Colorful Heirloom Tomatoes
If you’ve ever been to a farmers market, you’ve noticed that heirloom tomatoes barely resemble the ones you see in the grocery — they’re odd shapes and sizes, and they come in a range of colors. As you may have guessed, this is because the mass food industry realized that consumers prefer “pretty,” so they’ve altered their tomatoes to look as perfectly round and as intensely red as possible.
In order to produce tomatoes with that bright red color, tomato breeders bred them with a specific gene — unfortunately, this gene also diminishes flavor and results in tomatoes’ lower concentrations of carotenoids.
This is yet another reason — in addition to low cost, organic produce and helping local farmers — to go to the farmers market. Heirloom tomatoes might not look as perfect, but they offer more flavor and health benefits.
Green, Red, Orange & Yellow Bell Peppers
We always want to grab the beautiful red, orange and yellow bell peppers when shopping for dinner ingredients, but we so often end up with green bell peppers because of the price. It turns out there’s a very logical reason green bell peppers are cheaper than their colorful counterparts: They don’t take as long to grow.
The reason bell peppers come in different colors is because they’re harvested at different times, according to Whole Foods. Green peppers are plucked from the plant before they’re fully ripe. If left on the plant, they usually change to yellow-orange and then red.

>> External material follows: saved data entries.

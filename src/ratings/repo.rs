use anyhow::Context;
use serde::{Deserialize, Serialize};
use sqlx::{FromRow, PgPool};
use time::OffsetDateTime;
use uuid::Uuid;

#[derive(Debug, Clone, Serialize, Deserialize, FromRow)]
pub struct Testimonial {
    pub id: Uuid,
    pub mentor_id: Uuid,
    pub rating: i32,
    pub comment: Option<String>,
    pub created_at: OffsetDateTime,
}

/// Weighted running mean: the new value is folded in before the count is
/// incremented.
pub(crate) fn next_average(avg: f64, count: i32, value: i32) -> f64 {
    (avg * count as f64 + value as f64) / (count as f64 + 1.0)
}

/// Fold one rating into a mentor's aggregate and optionally append a
/// testimonial, as a single transactional unit. The row lock makes
/// concurrent submissions serialize instead of losing updates.
///
/// Returns the new `(average, count)` pair, or `None` if the mentor does not
/// exist.
pub async fn apply_rating(
    db: &PgPool,
    mentor_id: Uuid,
    value: i32,
    comment: Option<&str>,
) -> anyhow::Result<Option<(f64, i32)>> {
    let mut tx = db.begin().await.context("begin tx")?;

    let current: Option<(f64, i32)> = sqlx::query_as(
        r#"SELECT rating_avg, rating_count FROM accounts WHERE id = $1 FOR UPDATE"#,
    )
    .bind(mentor_id)
    .fetch_optional(&mut *tx)
    .await?;

    let Some((avg, count)) = current else {
        return Ok(None);
    };

    let new_avg = next_average(avg, count, value);
    let new_count = count + 1;

    sqlx::query(r#"UPDATE accounts SET rating_avg = $2, rating_count = $3 WHERE id = $1"#)
        .bind(mentor_id)
        .bind(new_avg)
        .bind(new_count)
        .execute(&mut *tx)
        .await?;

    if comment.is_some() {
        sqlx::query(
            r#"INSERT INTO testimonials (mentor_id, rating, comment) VALUES ($1, $2, $3)"#,
        )
        .bind(mentor_id)
        .bind(value)
        .bind(comment)
        .execute(&mut *tx)
        .await?;
    }

    tx.commit().await.context("commit tx")?;
    Ok(Some((new_avg, new_count)))
}

pub async fn list_testimonials(db: &PgPool, mentor_id: Uuid) -> anyhow::Result<Vec<Testimonial>> {
    let rows = sqlx::query_as::<_, Testimonial>(
        r#"
        SELECT id, mentor_id, rating, comment, created_at
        FROM testimonials
        WHERE mentor_id = $1
        ORDER BY created_at DESC
        "#,
    )
    .bind(mentor_id)
    .fetch_all(db)
    .await?;
    Ok(rows)
}

#[cfg(test)]
mod tests {
    use super::*;

    #[test]
    fn n_equal_ratings_from_zero_average_exactly_v() {
        for v in 1..=5 {
            let mut avg = 0.0;
            let mut count = 0;
            for _ in 0..7 {
                avg = next_average(avg, count, v);
                count += 1;
            }
            assert_eq!(avg, v as f64);
            assert_eq!(count, 7);
        }
    }

    #[test]
    fn mixed_ratings_match_plain_mean() {
        let values = [5, 3, 4, 1, 2, 5];
        let mut avg = 0.0;
        let mut count = 0;
        for v in values {
            avg = next_average(avg, count, v);
            count += 1;
        }
        let expected: f64 = values.iter().sum::<i32>() as f64 / values.len() as f64;
        assert!((avg - expected).abs() < 1e-9);
    }

    #[test]
    fn single_rating_becomes_the_average() {
        assert_eq!(next_average(0.0, 0, 4), 4.0);
    }
}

This also explains the slight difference in taste. Because the pepper’s sugar content increases at the fruit ripens on the plant, the green varieties are the least sweet and have a sharper, almost bitter, taste.
All four colors have their own nutritional benefits: Green peppers are packed with chlorophyll; yellow peppers contain plenty of lutein and zeaxanthin carotenoids; orange peppers offer alpha-, beta- and gamm-carotene; and red peppers provide lycopene and astaxanthin (two other carotenoids).